A engenharia, quando ensinada com ênfase em suas ciências fundamentais, forma profissionais capazes de atuar em qualquer sistema, seja ele físico, econômico ou social. Cursos que preservam a densidade teórica e estimulam o pensamento crítico preparam engenheiros para compreender sistemas complexos, lidar com incertezas e propor soluções consistentes.

A presença de engenheiros no mercado financeiro, portanto, não representa uma fuga da engenharia, mas a comprovação de que os princípios ensinados nas ciências de engenharia têm alcance muito mais amplo. Conceitos desenvolvidos em disciplinas tradicionais como termodinâmica, dinâmica, mecânica dos fluidos, mecânica dos sólidos, controle e modelagem de sistemas ensinam a descrever comportamentos complexos e a raciocinar sobre a interação entre variáveis. Essa mesma lógica de análise pode ser aplicada a outros domínios, permitindo ao engenheiro interpretar fenômenos econômicos e financeiros com a mesma clareza com que analisa sistemas físicos, reconhecendo padrões, identificando desequilíbrios e compreendendo a dinâmica dos fluxos.

Em última instância, o sucesso desses profissionais fora do ambiente tradicional da engenharia reforça a importância de uma educação que valorize o essencial: a capacidade de pensar de forma estruturada, compreender sistemas, modelá-los e transformá-los em conhecimento útil.

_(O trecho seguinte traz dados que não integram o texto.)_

//! Two fixed-capacity byte ring buffers in reset-surviving memory
//! (spec.md §4.A). This is the highest-weighted component of the agent.

pub mod events;
pub mod platform;
pub mod record;
mod ring;

use parking_lot::{Mutex, MutexGuard};

use crate::config::StoreConfig;
use crate::error::StoreError;
use events::{EventSink, StoreEvent};
use platform::ResetRegion;
use ring::RingStream;

/// Which of the two independent byte streams an operation targets.
#[derive(Debug, Clone, Copy, PartialEq, Eq)]
pub enum Stream {
    Critical,
    NonCritical,
}

/// Number of bytes a [`ResetRegion`] must provide for the given stream
/// capacities (header overhead included).
pub fn required_bytes(config: &StoreConfig) -> usize {
    const HEADER_LEN: usize = 4;
    2 * HEADER_LEN + config.critical_size + config.non_critical_size
}

/// The persistent ring-buffer store (spec.md §4.A).
pub struct PersistentRingStore {
    // Kept alive for the store's lifetime: the two `RingStream`s hold raw
    // pointers into this region's backing bytes (see `ring::split`).
    _region: Box<dyn ResetRegion>,
    critical: Mutex<RingStream>,
    non_critical: Mutex<RingStream>,
    config: StoreConfig,
    sink: Box<dyn EventSink>,
}

impl PersistentRingStore {
    /// Bind to `region`. On a cold-boot reset cause, both streams are
    /// zeroed; otherwise each stream's integrity predicates are validated
    /// independently and a failing stream is discarded (spec.md §3, §4.A).
    pub fn new(
        mut region: Box<dyn ResetRegion>,
        config: StoreConfig,
        sink: Box<dyn EventSink>,
    ) -> Result<Self, StoreError> {
        const HEADER_LEN: usize = 4;
        let critical_total = HEADER_LEN + config.critical_size;
        let needed = required_bytes(&config);

        let cold = region.reset_cause().is_cold_boot();
        let bytes = region.bytes();
        if bytes.len() < needed {
            return Err(StoreError::InvalidArgument);
        }

        // SAFETY: `bytes` is the only live reference into `region` for the
        // duration of this call; the two halves below are disjoint and
        // `region` is moved into `self` afterwards without calling
        // `bytes()` again, so the raw pointers stay valid for `self`'s
        // lifetime.
        let (critical_region, non_critical_region) = unsafe { ring::split(bytes, critical_total) };

        let (critical, critical_ok) = RingStream::bind(critical_region, cold);
        let (non_critical, non_critical_ok) = RingStream::bind(non_critical_region, cold);

        if !critical_ok {
            sink.on_event(StoreEvent::IntegrityFailure { stream: Stream::Critical });
        }
        if !non_critical_ok {
            sink.on_event(StoreEvent::IntegrityFailure {
                stream: Stream::NonCritical,
            });
        }

        Ok(Self {
            _region: region,
            critical: Mutex::new(critical),
            non_critical: Mutex::new(non_critical),
            config,
            sink,
        })
    }

    fn watermark(&self, stream: Stream) -> usize {
        match stream {
            Stream::Critical => self.config.critical_watermark(),
            Stream::NonCritical => self.config.non_critical_watermark(),
        }
    }

    /// Append to the critical stream. Blocks on the stream lock (no
    /// non-blocking fallback, mirroring spec.md §5's "`write_*` may block
    /// up to `portMAX_DELAY` on the stream lock (critical)").
    pub fn write_critical(&self, bytes: &[u8]) -> Result<(), StoreError> {
        let mut guard = self.critical.lock();
        if !guard.append(bytes) {
            drop(guard);
            self.sink.on_event(StoreEvent::WriteFailed { stream: Stream::Critical });
            return Err(StoreError::OutOfMemory);
        }
        let low = guard.free() < self.watermark(Stream::Critical);
        drop(guard);
        if low {
            self.sink.on_event(StoreEvent::LowMemory { stream: Stream::Critical });
        }
        Ok(())
    }

    /// Append to the non-critical stream under the configured overflow
    /// policy. Non-blocking: returns `WouldBlock` if the lock is contended
    /// (spec.md §4.A).
    pub fn write_non_critical(&self, bytes: &[u8]) -> Result<(), StoreError> {
        let Some(mut guard) = self.non_critical.try_lock() else {
            return Err(StoreError::WouldBlock);
        };
        if !guard.append_with_policy(bytes, self.config.non_critical_overflow) {
            drop(guard);
            self.sink.on_event(StoreEvent::WriteFailed {
                stream: Stream::NonCritical,
            });
            return Err(StoreError::OutOfMemory);
        }
        let low = guard.free() < self.watermark(Stream::NonCritical);
        drop(guard);
        if low {
            self.sink.on_event(StoreEvent::LowMemory {
                stream: Stream::NonCritical,
            });
        }
        Ok(())
    }

    /// Acquire `stream`'s lock and borrow its live span. The lock is held
    /// until the returned [`RingGuard`] is dropped or released.
    pub fn read_and_lock(&self, stream: Stream) -> RingGuard<'_> {
        let guard = match stream {
            Stream::Critical => self.critical.lock(),
            Stream::NonCritical => self.non_critical.lock(),
        };
        RingGuard { guard }
    }

    /// Read-and-lock then immediately release `consumed` bytes, without
    /// observing the data.
    pub fn release(&self, stream: Stream, consumed: usize) {
        self.read_and_lock(stream).release(consumed);
    }

    /// Copy the backing region out, for handing to a new [`ResetRegion`]
    /// that simulates a warm reset in tests. Production shutdown has no use
    /// for this: the real region survives the process exiting, in place.
    #[cfg(test)]
    fn into_region_bytes(mut self) -> Vec<u8> {
        self._region.bytes().to_vec()
    }
}

/// A live, lock-held view of one stream's contiguous data.
pub struct RingGuard<'a> {
    guard: MutexGuard<'a, RingStream>,
}

impl<'a> RingGuard<'a> {
    /// The stream's current live span. Never wrapped: defrag runs on every
    /// write that would otherwise split it (spec.md §4.A).
    pub fn bytes(&self) -> &[u8] {
        self.guard.live_slice()
    }

    /// Advance past `consumed` bytes at the head and release the lock.
    pub fn release(mut self, consumed: usize) {
        self.guard.consume(consumed);
    }
}

#[cfg(test)]
mod test {
    use super::*;
    use crate::config::OverflowPolicy;
    use platform::{InMemoryResetRegion, ResetCause};

    fn config(critical_size: usize, non_critical_size: usize) -> StoreConfig {
        StoreConfig {
            critical_size,
            non_critical_size,
            reporting_watermark_percent: 10,
            non_critical_overflow: OverflowPolicy::DropNew,
        }
    }

    #[test]
    fn b1_cold_boot_streams_empty() {
        let cfg = config(100, 100);
        let region = Box::new(InMemoryResetRegion::cold(required_bytes(&cfg)));
        let store = PersistentRingStore::new(region, cfg, Box::new(events::NullSink)).unwrap();
        assert_eq!(store.read_and_lock(Stream::Critical).bytes().len(), 0);
        assert_eq!(store.read_and_lock(Stream::NonCritical).bytes().len(), 0);
    }

    #[test]
    fn b4_overflow_critical_emits_write_failed() {
        let cfg = config(16, 16);
        let region = Box::new(InMemoryResetRegion::cold(required_bytes(&cfg)));
        let sink = std::sync::Arc::new(events::RecordingSink::new());
        struct Forward(std::sync::Arc<events::RecordingSink>);
        impl EventSink for Forward {
            fn on_event(&self, e: StoreEvent) {
                self.0.on_event(e)
            }
        }
        let store = PersistentRingStore::new(region, cfg, Box::new(Forward(sink.clone()))).unwrap();
        store.write_critical(&[1u8; 16]).unwrap();
        assert_eq!(store.write_critical(&[2u8; 1]), Err(StoreError::OutOfMemory));
        assert!(sink
            .drain()
            .contains(&StoreEvent::WriteFailed { stream: Stream::Critical }));
    }

    #[test]
    fn warm_boot_preserves_state_across_store_instances() {
        let cfg = config(64, 64);
        let region = Box::new(InMemoryResetRegion::cold(required_bytes(&cfg)));
        let store = PersistentRingStore::new(region, cfg, Box::new(events::NullSink)).unwrap();
        store.write_critical(b"hello").unwrap();
        let backing = store.into_region_bytes();

        let region = Box::new(InMemoryResetRegion::warm(backing, ResetCause::Panic));
        let store = PersistentRingStore::new(region, cfg, Box::new(events::NullSink)).unwrap();
        assert_eq!(store.read_and_lock(Stream::Critical).bytes(), b"hello");
    }

    #[test]
    fn non_blocking_non_critical_fails_fast_when_contended() {
        let cfg = config(64, 64);
        let region = Box::new(InMemoryResetRegion::cold(required_bytes(&cfg)));
        let store = PersistentRingStore::new(region, cfg, Box::new(events::NullSink)).unwrap();
        let _held = store.non_critical.lock();
        assert_eq!(store.write_non_critical(b"x"), Err(StoreError::WouldBlock));
    }
}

Nas escolas de engenharia, porém, é comum ouvir críticas de que muitos profissionais “se desviam” de sua função ao optar por carreiras financeiras. O argumento costuma vir acompanhado de certa frustração, já que esse movimento representa, de fato, uma perda para a indústria. No entanto, essa migração tem explicações concretas. O mercado financeiro reconhece o valor da formação analítica e oferece condições de trabalho e remuneração mais compatíveis com o nível de exigência técnica da função.

A desvalorização da profissão de engenheiro pelo próprio setor industrial tornou-se um paradoxo recorrente. Muitas empresas que reclamam da escassez de engenheiros contratam esses profissionais para funções administrativas ou cargos de “analistas”, restringindo o uso de suas competências técnicas. Ao fazer isso, desconsideram o verdadeiro papel da engenharia como atividade de integração, inovação e solução de problemas complexos, afastando talentos justamente das áreas que mais necessitam deles.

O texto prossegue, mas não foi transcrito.